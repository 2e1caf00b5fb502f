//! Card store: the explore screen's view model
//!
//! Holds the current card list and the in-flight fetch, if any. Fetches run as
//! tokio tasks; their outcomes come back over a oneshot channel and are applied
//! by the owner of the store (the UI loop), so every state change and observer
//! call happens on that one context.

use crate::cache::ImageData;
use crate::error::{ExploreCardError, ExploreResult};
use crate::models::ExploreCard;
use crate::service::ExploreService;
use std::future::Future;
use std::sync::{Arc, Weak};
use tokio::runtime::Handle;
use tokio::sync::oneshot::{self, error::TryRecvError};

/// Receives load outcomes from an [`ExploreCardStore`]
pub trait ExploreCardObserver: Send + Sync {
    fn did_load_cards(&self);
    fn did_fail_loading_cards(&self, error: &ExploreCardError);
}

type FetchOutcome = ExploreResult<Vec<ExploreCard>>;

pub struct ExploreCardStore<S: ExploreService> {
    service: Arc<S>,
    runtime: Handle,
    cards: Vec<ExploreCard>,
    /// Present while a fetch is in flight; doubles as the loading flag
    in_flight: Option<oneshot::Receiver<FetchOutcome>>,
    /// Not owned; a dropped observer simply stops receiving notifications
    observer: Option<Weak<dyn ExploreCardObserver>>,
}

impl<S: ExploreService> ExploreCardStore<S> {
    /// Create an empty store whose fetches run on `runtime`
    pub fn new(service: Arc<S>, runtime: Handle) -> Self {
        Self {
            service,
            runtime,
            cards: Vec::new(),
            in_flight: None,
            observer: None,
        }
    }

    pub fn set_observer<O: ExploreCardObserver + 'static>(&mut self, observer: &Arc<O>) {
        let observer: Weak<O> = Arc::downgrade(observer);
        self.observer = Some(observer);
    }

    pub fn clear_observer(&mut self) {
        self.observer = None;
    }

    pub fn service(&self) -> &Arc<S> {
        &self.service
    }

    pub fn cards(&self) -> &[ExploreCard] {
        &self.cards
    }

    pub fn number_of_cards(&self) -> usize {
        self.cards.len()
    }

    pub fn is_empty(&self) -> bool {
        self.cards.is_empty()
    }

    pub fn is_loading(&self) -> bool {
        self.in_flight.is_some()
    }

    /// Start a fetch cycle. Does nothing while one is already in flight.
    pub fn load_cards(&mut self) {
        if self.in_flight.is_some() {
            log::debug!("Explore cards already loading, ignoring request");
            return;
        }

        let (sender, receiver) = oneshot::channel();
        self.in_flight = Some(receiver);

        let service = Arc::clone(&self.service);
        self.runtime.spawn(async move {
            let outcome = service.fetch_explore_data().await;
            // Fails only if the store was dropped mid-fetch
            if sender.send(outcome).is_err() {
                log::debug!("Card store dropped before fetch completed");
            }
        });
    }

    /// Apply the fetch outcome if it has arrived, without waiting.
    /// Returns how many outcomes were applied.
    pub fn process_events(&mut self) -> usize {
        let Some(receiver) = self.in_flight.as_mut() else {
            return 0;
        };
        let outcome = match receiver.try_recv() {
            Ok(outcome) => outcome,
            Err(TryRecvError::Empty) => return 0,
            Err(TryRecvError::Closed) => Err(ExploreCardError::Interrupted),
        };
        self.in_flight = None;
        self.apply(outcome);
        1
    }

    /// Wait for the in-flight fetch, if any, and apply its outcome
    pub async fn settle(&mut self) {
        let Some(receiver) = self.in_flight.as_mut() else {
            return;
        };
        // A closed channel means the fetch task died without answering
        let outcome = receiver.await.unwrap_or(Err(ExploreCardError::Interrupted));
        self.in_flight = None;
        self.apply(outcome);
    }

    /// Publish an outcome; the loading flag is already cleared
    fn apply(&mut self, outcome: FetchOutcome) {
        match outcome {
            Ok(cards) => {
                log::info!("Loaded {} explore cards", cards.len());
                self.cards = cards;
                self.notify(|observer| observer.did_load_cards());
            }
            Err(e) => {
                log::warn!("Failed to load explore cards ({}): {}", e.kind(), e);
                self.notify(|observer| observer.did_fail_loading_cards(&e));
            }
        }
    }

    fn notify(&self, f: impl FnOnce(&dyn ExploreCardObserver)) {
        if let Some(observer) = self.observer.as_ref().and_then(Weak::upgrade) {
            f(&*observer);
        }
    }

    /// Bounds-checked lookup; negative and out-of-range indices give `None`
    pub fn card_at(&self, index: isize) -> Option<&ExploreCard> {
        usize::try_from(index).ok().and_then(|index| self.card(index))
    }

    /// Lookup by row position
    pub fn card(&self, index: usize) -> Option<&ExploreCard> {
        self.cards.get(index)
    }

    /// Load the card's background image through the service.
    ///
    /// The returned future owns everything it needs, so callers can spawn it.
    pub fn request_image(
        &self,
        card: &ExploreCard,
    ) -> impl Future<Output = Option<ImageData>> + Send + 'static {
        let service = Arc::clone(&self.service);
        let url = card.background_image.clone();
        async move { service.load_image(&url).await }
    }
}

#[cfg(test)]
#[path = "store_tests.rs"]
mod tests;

* * * *

*Task goal:*
Reproduce the data above exactly, leaving nothing out.

*Response below:*
repository 2e1caf00b5fb502f
//! Card store: the explore screen's view model
//!
//! Holds the current card list and the in-flight fetch, if any. Fetches run as
//! tokio tasks; their outcomes come back over a oneshot channel and are applied
//! by the owner of the store (the UI loop), so every state change and observer
//! call happens on that one context.

use crate::cache::ImageData;
use crate::error::{ExploreCardError, ExploreResult};
use crate::models::ExploreCard;
use crate::service::ExploreService;
use std::future::Future;
use std::sync::{Arc, Weak};
use tokio::runtime::Handle;
use tokio::sync::oneshot::{self, error::TryRecvError};

/// Receives load outcomes from an [`ExploreCardStore`]
pub trait ExploreCardObserver: Send + Sync {
    fn did_load_cards(&self);
    fn did_fail_loading_cards(&self, error: &ExploreCardError);
}

type FetchOutcome = ExploreResult<Vec<ExploreCard>>;

pub struct ExploreCardStore<S: ExploreService> {
    service: Arc<S>,
    runtime: Handle,
    cards: Vec<ExploreCard>,
    /// Present while a fetch is in flight; doubles as the loading flag
    in_flight: Option<oneshot::Receiver<FetchOutcome>>,
    /// Not owned; a dropped observer simply stops receiving notifications
    observer: Option<Weak<dyn ExploreCardObserver>>,
}

impl<S: ExploreService> ExploreCardStore<S> {
    /// Create an empty store whose fetches run on `runtime`
    pub fn new(service: Arc<S>, runtime: Handle) -> Self {
        Self {
            service,
            runtime,
            cards: Vec::new(),
            in_flight: None,
            observer: None,
        }
    }

    pub fn set_observer<O: ExploreCardObserver + 'static>(&mut self, observer: &Arc<O>) {
        let observer: Weak<O> = Arc::downgrade(observer);
        self.observer = Some(observer);
    }

    pub fn clear_observer(&mut self) {
        self.observer = None;
    }

    pub fn service(&self) -> &Arc<S> {
        &self.service
    }

    pub fn cards(&self) -> &[ExploreCard] {
        &self.cards
    }

    pub fn number_of_cards(&self) -> usize {
        self.cards.len()
    }

    pub fn is_empty(&self) -> bool {
        self.cards.is_empty()
    }

    pub fn is_loading(&self) -> bool {
        self.in_flight.is_some()
    }

    /// Start a fetch cycle. Does nothing while one is already in flight.
    pub fn load_cards(&mut self) {
        if self.in_flight.is_some() {
            log::debug!("Explore cards already loading, ignoring request");
            return;
        }

        let (sender, receiver) = oneshot::channel();
        self.in_flight = Some(receiver);

        let service = Arc::clone(&self.service);
        self.runtime.spawn(async move {
            let outcome = service.fetch_explore_data().await;
            // Fails only if the store was dropped mid-fetch
            if sender.send(outcome).is_err() {
                log::debug!("Card store dropped before fetch completed");
            }
        });
    }

    /// Apply the fetch outcome if it has arrived, without waiting.
    /// Returns how many outcomes were applied.
    pub fn process_events(&mut self) -> usize {
        let Some(receiver) = self.in_flight.as_mut() else {
            return 0;
        };
        let outcome = match receiver.try_recv() {
            Ok(outcome) => outcome,
            Err(TryRecvError::Empty) => return 0,
            Err(TryRecvError::Closed) => Err(ExploreCardError::Interrupted),
        };
        self.in_flight = None;
        self.apply(outcome);
        1
    }

    /// Wait for the in-flight fetch, if any, and apply its outcome
    pub async fn settle(&mut self) {
        let Some(receiver) = self.in_flight.as_mut() else {
            return;
        };
        // A closed channel means the fetch task died without answering
        let outcome = receiver.await.unwrap_or(Err(ExploreCardError::Interrupted));
        self.in_flight = None;
        self.apply(outcome);
    }

    /// Publish an outcome; the loading flag is already cleared
    fn apply(&mut self, outcome: FetchOutcome) {
        match outcome {
            Ok(cards) => {
                log::info!("Loaded {} explore cards", cards.len());
                self.cards = cards;
                self.notify(|observer| observer.did_load_cards());
            }
            Err(e) => {
                log::warn!("Failed to load explore cards ({}): {}", e.kind(), e);
                self.notify(|observer| observer.did_fail_loading_cards(&e));
            }
        }
    }

    fn notify(&self, f: impl FnOnce(&dyn ExploreCardObserver)) {
        if let Some(observer) = self.observer.as_ref().and_then(Weak::upgrade) {
            f(&*observer);
        }
    }

    /// Bounds-checked lookup; negative and out-of-range indices give `None`
    pub fn card_at(&self, index: isize) -> Option<&ExploreCard> {
        usize::try_from(index).ok().and_then(|index| self.card(index))
    }

    /// Lookup by row position
    pub fn card(&self, index: usize) -> Option<&ExploreCard> {
        self.cards.get(index)
    }

    /// Load the card's background image through the service.
    ///
    /// The returned future owns everything it needs, so callers can spawn it.
    pub fn request_image(
        &self,
        card: &ExploreCard,
    ) -> impl Future<Output = Option<ImageData>> + Send + 'static {
        let service = Arc::clone(&self.service);
        let url = card.background_image.clone();
        async move { service.load_image(&url).await }
    }
}

#[cfg(test)]
#[path = "store_tests.rs"]
mod tests;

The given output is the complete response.